The report shed light on alleged bug infestations the residents faced, as well as the issue that many staff were not able to change their PPE for several hours as they moved between rooms.
The survey by the ONA found that homes with no outbreaks reportedly had a better supply of personal protective equipment and were less restrictive with its use. It stated that the data shows that these homes also had better staffing levels and acted swiftly to isolate and cohort residents in order to contain the spread.
The data also showed a “stark difference” in the performance of for-profit homes verses not-for-profit homes with the latter out-preforming in all aspects, including better staffing, leadership and access to PPE.
The survey asks the nurses if their management at the long-term care homes told them to wear the same mask with healthy and sick patients. About 24 per cent of nurses in not-for-profit homes and 42 per cent in for-profit homes said they were directed to do so.

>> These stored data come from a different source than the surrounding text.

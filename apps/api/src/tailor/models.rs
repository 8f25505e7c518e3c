use std::fmt;
use std::str::FromStr;

use serde::{Deserialize, Serialize};
use serde_json::Value;

use crate::errors::AppError;

pub const MISSING_FIELD_MESSAGE: &str =
    "Missing required field: cv_text, job_description, or selected_model.";
pub const INVALID_MODEL_MESSAGE: &str = "Invalid model selected: Choose openai or gemini";

/// Which provider tailors the CV. Wire tags: `"gemini"`, `"openai"`.
#[derive(Debug, Clone, Copy, PartialEq, Eq)]
pub enum ModelChoice {
    Gemini,
    OpenAi,
}

impl FromStr for ModelChoice {
    type Err = AppError;

    fn from_str(s: &str) -> Result<Self, Self::Err> {
        match s {
            "gemini" => Ok(ModelChoice::Gemini),
            "openai" => Ok(ModelChoice::OpenAi),
            _ => Err(AppError::Validation(INVALID_MODEL_MESSAGE.to_string())),
        }
    }
}

impl fmt::Display for ModelChoice {
    fn fmt(&self, f: &mut fmt::Formatter<'_>) -> fmt::Result {
        match self {
            ModelChoice::Gemini => f.write_str("gemini"),
            ModelChoice::OpenAi => f.write_str("openai"),
        }
    }
}

/// Request body for `POST /api/tailor`. Fields are optional on the wire so that
/// absence is reported with our own message rather than a deserializer error.
#[derive(Debug, Clone, Default, Deserialize)]
pub struct TailorRequest {
    #[serde(default)]
    pub cv_text: Option<String>,
    #[serde(default)]
    pub job_description: Option<String>,
    #[serde(default)]
    pub selected_model: Option<String>,
}

/// A request that passed validation and is ready to dispatch.
#[derive(Debug, Clone, PartialEq, Eq)]
pub struct TailorJob {
    pub cv_text: String,
    pub job_description: String,
    pub model: ModelChoice,
}

impl TailorRequest {
    /// Checks presence first, then the model tag.
    pub fn validate(self) -> Result<TailorJob, AppError> {
        let present = |field: Option<String>| field.filter(|v| !v.trim().is_empty());

        match (
            present(self.cv_text),
            present(self.job_description),
            present(self.selected_model),
        ) {
            (Some(cv_text), Some(job_description), Some(selected_model)) => Ok(TailorJob {
                cv_text,
                job_description,
                model: selected_model.parse()?,
            }),
            _ => Err(AppError::Validation(MISSING_FIELD_MESSAGE.to_string())),
        }
    }
}

/// Success envelope. `tailored_cv_object` is a JSON object in strict-JSON mode
/// and a markdown string otherwise.
#[derive(Debug, Serialize)]
pub struct TailorResponse {
    pub success: bool,
    pub tailored_cv_object: Value,
}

“It is well documented that the not-for-profit sector experienced significantly fewer outbreaks, cases of COVID-19, and resident deaths from COVID-19,” the report provided to CTV News Toronto on Sunday said.
In homes without outbreaks, 70 per cent of nurses indicated no supply issues with N95s, while 51 per cent of homes with outbreaks said the same. Outbreaks, and especially uncontained outbreaks of more than five residents, were associated with higher rates of supply issues with N95 masks, the report said.
“This same pattern was found in each of the other types of PPE as well, with more supply issues linked to outbreaks, and particularly outbreaks of more than five residents,” the report said. “Almost 20 per cent of respondents stated that the home expressed that the cost of PPE was an issue.”
The report, which interviewed nurses between September and October, reported that the data shows staffing issues were “a serious and widespread” problem during the pandemic.
“Nearly a third of all respondents indicated that both registered nurses and registered practical nurses were short-staffed often, defined in the survey as several times a week,” the report said.
“Reports of short-staffing and usage of agency nurses was more pronounced in long-term care homes that had COVID-19 outbreaks, and especially uncontained outbreaks of more than five residents.”
The survey results also noted more respondents voiced leadership concerns in homes with outbreaks, and more often reported delays in isolating residents and cohorting staff, as well as issues with cleaning.
Many of the nurses surveyed reported that the pandemic took a toll on their health and finances, and nearly a third of them indicated they felt inadequately protected.
The data showed that 43 per cent said they received no training on how to care for someone with COVID-19 despite the importance of the training to prevent deaths and virus spread.
“Feelings of inadequate protection were especially reported in homes that had outbreaks, and even more so in the sub-group of homes where outbreaks involved more than five residents,” the report stated.
In addition, the survey found that racialized staff in these homes faced the brunt of the issues. The report said that survey respondents, who identified as racialized, are more likely to work for the for-profit sector and work multiple jobs.
“They are over-represented in the homes that experienced outbreaks, and they were more likely to contract COVID-19 themselves,” the report stated.
McKenna said the government needs to do everything in its power to hold the management of these homes to account in order to better the circumstances for residents.
“We need to do everything we can to protect them. It is going to be about staffing and it's going to be about the administration of the home. It has to be,” she said.
“We have to support long-term care in a way that is meaningful, and will make a difference for the people that are living there.”